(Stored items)
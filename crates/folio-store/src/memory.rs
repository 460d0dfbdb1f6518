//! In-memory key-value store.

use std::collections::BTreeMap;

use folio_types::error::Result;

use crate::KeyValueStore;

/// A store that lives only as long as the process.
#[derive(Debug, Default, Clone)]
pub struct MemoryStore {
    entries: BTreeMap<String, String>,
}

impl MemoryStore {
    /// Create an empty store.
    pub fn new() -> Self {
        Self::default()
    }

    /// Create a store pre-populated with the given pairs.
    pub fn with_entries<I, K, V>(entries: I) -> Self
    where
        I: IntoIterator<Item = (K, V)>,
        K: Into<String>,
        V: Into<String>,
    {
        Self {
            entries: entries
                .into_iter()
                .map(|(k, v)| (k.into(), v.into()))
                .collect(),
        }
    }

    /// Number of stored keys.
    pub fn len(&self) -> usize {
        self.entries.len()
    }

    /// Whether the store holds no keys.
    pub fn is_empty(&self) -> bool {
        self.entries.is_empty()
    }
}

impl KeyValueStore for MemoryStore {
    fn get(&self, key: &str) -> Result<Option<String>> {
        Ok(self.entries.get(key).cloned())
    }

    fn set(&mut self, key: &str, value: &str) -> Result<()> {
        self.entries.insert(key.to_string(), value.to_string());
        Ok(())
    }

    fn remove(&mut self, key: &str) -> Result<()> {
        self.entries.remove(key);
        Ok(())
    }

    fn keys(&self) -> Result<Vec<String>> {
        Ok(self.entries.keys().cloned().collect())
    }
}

**EXERCISE REQUIREMENTS:** The lines from the one containing "fn keys(&self) ->" through the last line of the records are to be transcribed exactly, with nothing else added.

**SOLVED EXERCISE:**
    fn keys(&self) -> Result<Vec<String>> {
        Ok(self.entries.keys().cloned().collect())
    }
}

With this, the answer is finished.